**Task objective**
Write out exactly the lines from the start of the entries through the one that contains "- Public URL", including both.

**Records supplied**
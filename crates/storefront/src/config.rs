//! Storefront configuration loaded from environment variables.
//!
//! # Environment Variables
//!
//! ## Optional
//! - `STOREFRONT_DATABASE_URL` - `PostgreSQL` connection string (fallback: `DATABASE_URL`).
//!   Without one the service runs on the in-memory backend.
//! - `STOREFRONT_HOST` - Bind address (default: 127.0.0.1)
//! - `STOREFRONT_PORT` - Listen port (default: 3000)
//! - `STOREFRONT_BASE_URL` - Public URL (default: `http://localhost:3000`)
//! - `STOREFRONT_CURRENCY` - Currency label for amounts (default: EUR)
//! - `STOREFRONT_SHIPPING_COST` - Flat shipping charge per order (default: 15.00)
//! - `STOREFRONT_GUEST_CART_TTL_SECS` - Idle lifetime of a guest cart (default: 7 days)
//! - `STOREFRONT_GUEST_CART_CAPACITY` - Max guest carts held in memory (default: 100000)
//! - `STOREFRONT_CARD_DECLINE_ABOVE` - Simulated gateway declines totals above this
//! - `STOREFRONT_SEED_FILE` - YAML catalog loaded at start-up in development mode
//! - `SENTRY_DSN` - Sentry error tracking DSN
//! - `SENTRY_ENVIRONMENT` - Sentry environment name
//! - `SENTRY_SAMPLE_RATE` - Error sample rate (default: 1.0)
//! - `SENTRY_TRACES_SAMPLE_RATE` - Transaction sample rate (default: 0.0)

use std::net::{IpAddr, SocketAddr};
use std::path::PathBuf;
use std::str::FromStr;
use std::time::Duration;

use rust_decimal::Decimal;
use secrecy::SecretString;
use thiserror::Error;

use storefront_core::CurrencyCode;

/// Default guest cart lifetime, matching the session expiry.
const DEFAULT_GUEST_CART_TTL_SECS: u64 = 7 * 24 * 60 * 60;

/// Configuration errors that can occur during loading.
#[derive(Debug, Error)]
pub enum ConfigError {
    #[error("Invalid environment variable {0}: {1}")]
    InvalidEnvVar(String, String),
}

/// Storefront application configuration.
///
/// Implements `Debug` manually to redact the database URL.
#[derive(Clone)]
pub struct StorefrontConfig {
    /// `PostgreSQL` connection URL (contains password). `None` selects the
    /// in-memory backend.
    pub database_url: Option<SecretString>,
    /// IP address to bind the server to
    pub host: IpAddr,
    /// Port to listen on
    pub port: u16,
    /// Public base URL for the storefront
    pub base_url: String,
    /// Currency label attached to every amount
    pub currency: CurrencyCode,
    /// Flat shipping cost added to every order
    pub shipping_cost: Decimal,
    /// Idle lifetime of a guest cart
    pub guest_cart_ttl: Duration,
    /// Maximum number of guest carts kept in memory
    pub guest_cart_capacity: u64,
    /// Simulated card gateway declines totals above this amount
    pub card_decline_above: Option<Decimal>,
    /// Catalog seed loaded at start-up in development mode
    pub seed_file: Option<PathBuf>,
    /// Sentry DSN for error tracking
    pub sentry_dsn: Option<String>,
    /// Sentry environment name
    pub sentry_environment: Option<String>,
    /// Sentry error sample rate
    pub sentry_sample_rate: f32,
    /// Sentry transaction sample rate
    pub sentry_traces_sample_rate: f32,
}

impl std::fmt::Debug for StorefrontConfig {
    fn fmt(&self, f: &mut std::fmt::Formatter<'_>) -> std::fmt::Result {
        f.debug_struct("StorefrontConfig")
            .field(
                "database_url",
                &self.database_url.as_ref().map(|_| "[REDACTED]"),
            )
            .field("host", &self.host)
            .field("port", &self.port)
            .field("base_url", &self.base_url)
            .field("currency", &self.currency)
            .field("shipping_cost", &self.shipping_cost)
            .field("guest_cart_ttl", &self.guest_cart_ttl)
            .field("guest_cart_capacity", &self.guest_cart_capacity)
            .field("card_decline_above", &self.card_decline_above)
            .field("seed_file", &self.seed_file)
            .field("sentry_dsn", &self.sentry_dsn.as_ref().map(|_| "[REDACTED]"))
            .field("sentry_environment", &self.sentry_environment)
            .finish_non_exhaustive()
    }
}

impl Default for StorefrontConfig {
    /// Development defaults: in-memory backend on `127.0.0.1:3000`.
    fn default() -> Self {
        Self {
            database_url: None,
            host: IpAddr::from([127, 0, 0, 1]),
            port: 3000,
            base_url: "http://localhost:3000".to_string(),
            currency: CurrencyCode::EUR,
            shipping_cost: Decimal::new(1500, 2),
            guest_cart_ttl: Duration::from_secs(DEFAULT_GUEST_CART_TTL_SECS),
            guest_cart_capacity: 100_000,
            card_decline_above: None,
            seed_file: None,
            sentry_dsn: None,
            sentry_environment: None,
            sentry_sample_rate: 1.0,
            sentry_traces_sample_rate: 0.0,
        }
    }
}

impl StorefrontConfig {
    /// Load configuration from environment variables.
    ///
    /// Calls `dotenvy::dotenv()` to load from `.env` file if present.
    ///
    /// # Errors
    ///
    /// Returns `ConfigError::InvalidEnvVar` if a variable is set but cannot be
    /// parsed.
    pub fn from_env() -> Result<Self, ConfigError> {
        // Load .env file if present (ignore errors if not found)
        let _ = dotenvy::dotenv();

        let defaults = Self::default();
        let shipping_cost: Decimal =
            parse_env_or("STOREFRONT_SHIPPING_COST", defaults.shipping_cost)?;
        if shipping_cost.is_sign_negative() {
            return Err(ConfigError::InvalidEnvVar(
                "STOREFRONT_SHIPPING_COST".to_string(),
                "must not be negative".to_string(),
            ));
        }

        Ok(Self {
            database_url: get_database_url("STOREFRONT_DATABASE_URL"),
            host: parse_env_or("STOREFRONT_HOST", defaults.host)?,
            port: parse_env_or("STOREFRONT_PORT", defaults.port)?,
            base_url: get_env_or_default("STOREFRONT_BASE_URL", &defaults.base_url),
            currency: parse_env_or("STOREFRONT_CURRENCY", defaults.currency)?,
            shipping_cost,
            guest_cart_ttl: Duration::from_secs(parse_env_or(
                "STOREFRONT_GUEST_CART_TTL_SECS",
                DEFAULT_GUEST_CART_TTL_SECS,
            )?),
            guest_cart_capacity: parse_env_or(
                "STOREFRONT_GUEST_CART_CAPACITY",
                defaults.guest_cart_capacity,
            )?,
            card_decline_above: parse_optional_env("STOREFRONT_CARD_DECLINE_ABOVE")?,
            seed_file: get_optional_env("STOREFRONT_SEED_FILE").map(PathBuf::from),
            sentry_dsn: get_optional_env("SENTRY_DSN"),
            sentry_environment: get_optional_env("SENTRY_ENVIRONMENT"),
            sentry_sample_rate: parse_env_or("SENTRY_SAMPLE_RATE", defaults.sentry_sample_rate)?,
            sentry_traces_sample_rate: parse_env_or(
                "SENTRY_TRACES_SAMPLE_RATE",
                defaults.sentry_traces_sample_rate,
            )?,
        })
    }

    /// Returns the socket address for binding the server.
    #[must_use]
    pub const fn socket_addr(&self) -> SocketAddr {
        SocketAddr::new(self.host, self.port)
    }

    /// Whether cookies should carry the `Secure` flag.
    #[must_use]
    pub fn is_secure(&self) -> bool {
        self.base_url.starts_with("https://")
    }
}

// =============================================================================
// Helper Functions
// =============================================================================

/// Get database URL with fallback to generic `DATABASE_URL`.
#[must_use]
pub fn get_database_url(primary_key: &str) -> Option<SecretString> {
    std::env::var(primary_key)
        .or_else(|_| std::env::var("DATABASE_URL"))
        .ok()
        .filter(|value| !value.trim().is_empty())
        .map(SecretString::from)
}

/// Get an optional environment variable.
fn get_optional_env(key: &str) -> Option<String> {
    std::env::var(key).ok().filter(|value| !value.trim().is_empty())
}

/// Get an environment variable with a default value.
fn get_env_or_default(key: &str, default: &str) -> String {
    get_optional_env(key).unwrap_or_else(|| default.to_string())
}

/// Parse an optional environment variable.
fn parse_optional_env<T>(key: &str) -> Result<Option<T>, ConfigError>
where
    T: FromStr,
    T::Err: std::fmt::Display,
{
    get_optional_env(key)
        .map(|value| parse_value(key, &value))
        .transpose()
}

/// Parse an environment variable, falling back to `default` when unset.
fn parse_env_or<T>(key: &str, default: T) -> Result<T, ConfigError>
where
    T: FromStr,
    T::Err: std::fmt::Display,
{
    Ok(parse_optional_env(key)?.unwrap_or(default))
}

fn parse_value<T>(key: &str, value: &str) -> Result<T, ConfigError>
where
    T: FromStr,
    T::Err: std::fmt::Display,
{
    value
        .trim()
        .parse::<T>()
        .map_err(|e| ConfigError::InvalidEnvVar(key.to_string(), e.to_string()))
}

**Answer to the exercise**
filename crates/storefront/src/config.rs
//! Storefront configuration loaded from environment variables.
//!
//! # Environment Variables
//!
//! ## Optional
//! - `STOREFRONT_DATABASE_URL` - `PostgreSQL` connection string (fallback: `DATABASE_URL`).
//!   Without one the service runs on the in-memory backend.
//! - `STOREFRONT_HOST` - Bind address (default: 127.0.0.1)
//! - `STOREFRONT_PORT` - Listen port (default: 3000)
//! - `STOREFRONT_BASE_URL` - Public URL (default: `http://localhost:3000`)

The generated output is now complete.